DATA TO EXAMINE -

+-------+

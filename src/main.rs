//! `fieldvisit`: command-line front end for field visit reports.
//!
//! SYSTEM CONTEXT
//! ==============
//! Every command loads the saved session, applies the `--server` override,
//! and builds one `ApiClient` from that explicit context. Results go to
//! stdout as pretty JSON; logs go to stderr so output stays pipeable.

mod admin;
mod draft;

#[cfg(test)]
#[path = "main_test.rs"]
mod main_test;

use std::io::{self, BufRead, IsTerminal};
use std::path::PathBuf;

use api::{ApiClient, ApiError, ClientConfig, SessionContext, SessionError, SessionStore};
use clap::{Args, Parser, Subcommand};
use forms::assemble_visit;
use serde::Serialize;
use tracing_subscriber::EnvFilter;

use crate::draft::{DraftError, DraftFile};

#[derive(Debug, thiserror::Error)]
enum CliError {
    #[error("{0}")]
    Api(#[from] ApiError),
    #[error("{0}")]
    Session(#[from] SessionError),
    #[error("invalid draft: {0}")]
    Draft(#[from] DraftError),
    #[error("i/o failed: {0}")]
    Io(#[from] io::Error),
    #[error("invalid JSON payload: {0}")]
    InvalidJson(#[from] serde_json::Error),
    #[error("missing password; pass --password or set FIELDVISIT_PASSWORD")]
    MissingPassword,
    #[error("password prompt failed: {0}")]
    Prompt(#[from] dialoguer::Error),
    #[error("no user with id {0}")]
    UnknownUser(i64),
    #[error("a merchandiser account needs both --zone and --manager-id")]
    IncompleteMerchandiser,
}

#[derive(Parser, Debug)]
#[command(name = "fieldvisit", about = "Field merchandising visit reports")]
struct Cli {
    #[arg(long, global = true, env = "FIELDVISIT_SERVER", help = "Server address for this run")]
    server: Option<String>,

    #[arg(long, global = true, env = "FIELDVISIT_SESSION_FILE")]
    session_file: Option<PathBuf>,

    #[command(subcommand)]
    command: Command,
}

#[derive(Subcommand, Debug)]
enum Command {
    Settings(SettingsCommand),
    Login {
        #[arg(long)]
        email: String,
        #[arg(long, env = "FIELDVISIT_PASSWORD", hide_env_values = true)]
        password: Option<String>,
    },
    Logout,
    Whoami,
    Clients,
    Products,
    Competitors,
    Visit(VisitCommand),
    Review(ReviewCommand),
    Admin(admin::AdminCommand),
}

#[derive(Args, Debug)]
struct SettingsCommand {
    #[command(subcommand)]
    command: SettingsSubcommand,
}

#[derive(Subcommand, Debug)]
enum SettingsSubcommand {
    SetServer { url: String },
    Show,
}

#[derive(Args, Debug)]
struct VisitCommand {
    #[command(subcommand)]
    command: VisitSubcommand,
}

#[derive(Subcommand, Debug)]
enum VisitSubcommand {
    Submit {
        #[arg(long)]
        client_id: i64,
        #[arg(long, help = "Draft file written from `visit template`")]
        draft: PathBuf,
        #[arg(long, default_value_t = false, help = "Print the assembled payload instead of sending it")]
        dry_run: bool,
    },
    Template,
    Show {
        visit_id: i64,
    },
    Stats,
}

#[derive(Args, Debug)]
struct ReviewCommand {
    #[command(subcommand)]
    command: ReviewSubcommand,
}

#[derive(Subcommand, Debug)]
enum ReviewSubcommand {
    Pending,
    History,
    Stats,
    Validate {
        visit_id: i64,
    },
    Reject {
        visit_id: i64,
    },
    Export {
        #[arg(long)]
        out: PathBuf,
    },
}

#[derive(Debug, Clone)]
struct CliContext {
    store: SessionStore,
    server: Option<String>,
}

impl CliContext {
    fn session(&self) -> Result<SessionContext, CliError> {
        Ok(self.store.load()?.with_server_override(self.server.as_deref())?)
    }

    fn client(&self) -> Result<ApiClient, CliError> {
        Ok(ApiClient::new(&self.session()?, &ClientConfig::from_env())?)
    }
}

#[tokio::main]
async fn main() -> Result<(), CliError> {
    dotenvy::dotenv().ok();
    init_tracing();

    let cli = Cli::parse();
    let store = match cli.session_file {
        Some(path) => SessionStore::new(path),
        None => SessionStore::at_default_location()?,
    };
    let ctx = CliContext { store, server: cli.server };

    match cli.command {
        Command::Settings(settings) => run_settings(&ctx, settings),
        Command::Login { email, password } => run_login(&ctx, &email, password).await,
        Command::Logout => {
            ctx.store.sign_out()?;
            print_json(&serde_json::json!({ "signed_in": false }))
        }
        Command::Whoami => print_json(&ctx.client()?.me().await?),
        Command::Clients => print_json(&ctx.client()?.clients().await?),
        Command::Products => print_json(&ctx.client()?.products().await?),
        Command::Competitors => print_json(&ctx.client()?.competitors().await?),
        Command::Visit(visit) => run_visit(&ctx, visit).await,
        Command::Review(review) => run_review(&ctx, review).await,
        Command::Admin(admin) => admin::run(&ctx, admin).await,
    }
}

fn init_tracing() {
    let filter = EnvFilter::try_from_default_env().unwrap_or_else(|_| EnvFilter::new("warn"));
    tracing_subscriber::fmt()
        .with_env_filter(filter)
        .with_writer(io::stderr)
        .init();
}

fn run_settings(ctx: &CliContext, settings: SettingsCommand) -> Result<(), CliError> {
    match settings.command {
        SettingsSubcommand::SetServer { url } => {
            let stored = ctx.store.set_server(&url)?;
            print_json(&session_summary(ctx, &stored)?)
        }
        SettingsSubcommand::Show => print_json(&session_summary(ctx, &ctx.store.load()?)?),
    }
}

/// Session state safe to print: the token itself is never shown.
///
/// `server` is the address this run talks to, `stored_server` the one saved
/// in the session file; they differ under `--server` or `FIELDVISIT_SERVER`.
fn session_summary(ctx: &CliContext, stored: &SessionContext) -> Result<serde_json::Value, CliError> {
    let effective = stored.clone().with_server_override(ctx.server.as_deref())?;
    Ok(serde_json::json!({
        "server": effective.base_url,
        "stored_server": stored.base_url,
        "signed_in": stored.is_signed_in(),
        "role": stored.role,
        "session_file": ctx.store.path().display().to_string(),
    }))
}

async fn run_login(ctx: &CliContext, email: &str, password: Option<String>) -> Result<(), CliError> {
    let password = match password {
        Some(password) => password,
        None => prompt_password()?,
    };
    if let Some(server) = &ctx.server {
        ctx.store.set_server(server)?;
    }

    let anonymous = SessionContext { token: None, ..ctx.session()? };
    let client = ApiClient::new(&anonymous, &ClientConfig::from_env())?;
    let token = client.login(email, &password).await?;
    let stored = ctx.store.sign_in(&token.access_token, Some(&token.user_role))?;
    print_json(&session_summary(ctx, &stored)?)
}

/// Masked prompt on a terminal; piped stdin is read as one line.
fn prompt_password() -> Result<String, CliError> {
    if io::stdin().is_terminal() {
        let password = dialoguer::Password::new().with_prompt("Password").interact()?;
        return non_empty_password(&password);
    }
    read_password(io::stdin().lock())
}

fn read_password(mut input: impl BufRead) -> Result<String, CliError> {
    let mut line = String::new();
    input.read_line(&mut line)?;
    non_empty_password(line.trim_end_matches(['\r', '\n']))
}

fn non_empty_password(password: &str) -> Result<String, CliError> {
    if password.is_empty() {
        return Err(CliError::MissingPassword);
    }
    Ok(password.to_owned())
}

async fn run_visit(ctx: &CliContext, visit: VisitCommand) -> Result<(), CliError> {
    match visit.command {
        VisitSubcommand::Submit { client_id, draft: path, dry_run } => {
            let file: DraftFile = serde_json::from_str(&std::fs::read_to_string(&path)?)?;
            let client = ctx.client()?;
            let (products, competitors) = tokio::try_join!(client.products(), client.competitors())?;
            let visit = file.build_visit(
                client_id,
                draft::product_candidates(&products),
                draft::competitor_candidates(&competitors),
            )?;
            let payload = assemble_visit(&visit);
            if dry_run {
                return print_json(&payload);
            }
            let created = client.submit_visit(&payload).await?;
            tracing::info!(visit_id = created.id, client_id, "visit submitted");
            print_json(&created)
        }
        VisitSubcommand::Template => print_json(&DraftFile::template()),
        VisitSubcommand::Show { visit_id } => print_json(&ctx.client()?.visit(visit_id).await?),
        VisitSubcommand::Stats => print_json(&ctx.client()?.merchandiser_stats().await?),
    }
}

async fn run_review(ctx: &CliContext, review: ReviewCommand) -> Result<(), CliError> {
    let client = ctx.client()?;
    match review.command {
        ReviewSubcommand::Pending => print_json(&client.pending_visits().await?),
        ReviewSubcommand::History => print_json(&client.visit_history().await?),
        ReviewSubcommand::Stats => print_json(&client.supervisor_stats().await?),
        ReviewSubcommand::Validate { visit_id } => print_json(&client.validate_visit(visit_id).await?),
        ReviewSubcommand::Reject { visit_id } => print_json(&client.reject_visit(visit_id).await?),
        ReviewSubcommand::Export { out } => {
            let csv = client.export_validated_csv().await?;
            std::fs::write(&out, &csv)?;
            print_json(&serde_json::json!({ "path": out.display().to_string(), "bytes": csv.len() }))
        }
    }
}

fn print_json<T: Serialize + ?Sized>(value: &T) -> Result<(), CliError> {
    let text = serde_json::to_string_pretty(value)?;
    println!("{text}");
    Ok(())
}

+-------+

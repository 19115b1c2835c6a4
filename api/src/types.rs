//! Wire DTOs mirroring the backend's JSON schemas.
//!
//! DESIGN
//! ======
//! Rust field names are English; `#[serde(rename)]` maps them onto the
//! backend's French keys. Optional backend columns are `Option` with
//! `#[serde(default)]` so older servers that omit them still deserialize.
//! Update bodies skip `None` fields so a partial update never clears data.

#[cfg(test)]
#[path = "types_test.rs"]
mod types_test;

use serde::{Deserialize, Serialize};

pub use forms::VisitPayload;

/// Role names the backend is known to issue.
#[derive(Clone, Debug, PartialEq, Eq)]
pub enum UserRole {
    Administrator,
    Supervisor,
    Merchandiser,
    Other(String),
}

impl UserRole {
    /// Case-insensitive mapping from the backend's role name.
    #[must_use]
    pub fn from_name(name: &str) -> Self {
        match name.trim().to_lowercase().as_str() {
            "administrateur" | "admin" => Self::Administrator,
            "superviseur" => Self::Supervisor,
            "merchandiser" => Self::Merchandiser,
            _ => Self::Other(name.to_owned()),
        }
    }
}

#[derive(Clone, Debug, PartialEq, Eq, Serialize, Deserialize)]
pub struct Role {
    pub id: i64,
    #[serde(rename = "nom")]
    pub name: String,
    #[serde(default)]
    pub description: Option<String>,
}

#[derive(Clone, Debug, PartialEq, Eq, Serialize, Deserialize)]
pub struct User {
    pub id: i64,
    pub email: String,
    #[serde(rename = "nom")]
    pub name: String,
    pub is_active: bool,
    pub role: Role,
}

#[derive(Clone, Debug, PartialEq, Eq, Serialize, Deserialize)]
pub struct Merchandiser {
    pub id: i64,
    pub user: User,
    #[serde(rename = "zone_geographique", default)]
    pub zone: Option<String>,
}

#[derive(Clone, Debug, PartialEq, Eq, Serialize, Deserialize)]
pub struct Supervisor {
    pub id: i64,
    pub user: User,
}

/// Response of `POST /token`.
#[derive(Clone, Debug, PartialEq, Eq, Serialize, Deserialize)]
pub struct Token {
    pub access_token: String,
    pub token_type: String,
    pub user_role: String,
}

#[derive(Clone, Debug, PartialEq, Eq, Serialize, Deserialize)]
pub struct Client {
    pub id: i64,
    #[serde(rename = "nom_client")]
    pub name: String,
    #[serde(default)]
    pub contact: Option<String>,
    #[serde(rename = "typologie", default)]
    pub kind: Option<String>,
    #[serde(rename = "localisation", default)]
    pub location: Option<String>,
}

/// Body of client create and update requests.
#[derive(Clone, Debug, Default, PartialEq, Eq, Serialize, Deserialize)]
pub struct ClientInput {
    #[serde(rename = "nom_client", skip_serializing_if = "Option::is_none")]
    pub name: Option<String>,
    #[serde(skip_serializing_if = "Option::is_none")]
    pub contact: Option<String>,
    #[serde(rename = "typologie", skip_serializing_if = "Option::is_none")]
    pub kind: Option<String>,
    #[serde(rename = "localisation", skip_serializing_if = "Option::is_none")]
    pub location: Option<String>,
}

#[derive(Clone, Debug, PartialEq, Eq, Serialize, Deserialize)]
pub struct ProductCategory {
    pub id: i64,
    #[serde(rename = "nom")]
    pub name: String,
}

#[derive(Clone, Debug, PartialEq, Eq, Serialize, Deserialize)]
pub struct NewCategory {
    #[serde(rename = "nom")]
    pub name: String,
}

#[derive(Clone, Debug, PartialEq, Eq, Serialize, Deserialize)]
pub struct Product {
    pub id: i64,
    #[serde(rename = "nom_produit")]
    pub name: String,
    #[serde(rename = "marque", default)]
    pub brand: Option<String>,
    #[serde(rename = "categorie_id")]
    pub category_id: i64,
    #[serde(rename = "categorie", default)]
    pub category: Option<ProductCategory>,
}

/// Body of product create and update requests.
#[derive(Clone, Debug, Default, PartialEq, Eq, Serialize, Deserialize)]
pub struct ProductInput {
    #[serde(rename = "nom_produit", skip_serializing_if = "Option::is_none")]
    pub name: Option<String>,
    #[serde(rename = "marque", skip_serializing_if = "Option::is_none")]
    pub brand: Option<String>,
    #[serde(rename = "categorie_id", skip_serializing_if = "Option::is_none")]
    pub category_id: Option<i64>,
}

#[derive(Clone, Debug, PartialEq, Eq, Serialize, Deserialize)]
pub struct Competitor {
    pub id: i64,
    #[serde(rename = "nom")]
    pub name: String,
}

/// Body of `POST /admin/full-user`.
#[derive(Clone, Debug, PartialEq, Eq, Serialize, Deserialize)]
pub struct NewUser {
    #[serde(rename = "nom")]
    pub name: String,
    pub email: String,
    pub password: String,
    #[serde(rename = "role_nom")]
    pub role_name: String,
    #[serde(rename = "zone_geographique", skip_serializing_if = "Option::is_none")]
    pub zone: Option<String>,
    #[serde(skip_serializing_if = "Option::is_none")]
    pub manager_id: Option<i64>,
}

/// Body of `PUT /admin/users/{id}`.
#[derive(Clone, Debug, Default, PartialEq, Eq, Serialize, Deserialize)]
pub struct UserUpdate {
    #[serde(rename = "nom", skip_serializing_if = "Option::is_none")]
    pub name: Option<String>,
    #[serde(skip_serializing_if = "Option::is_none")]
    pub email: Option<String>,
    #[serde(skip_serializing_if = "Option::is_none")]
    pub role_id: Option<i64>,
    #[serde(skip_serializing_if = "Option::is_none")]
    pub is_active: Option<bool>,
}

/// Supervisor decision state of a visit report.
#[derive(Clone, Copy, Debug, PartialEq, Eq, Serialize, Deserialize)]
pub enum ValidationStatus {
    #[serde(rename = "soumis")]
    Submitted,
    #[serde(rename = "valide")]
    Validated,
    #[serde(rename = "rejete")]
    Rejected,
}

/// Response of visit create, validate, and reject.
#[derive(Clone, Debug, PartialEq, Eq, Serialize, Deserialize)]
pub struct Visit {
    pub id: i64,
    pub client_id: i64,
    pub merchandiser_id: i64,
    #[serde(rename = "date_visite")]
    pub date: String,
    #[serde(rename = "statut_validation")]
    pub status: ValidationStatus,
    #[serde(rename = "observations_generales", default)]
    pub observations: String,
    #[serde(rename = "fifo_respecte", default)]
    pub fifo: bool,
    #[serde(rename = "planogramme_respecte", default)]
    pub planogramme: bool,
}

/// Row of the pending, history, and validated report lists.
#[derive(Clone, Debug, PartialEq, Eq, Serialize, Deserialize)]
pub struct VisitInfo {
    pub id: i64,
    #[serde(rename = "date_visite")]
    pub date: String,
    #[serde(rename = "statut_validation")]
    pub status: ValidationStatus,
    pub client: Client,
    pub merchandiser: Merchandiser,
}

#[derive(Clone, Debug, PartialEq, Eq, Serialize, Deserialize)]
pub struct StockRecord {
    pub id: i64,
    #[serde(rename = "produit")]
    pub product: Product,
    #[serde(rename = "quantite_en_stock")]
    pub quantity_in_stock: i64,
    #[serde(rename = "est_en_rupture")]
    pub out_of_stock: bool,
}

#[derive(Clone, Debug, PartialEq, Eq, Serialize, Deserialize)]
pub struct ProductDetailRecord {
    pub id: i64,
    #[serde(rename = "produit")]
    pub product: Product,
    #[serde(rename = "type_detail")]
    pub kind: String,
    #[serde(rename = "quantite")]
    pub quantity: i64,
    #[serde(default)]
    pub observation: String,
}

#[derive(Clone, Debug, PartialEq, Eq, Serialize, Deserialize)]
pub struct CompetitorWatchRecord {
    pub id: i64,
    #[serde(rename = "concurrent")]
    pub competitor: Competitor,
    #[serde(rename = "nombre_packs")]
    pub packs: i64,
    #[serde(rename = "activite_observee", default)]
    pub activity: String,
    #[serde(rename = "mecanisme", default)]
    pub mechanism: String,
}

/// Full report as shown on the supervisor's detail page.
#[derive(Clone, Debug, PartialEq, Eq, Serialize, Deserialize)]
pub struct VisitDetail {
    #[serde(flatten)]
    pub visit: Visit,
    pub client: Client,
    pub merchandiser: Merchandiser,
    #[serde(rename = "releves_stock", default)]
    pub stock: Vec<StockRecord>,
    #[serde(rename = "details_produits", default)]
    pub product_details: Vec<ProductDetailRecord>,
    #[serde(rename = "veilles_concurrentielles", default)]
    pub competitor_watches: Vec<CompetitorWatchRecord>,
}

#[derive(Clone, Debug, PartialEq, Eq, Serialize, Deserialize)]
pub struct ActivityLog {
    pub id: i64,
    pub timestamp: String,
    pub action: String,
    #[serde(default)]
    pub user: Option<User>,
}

+-------+

Would you show every line in the data above that contains the string "StockRecord"?

OUTPUT FOR THIS TASK -
pub struct StockRecord {
    pub stock: Vec<StockRecord>,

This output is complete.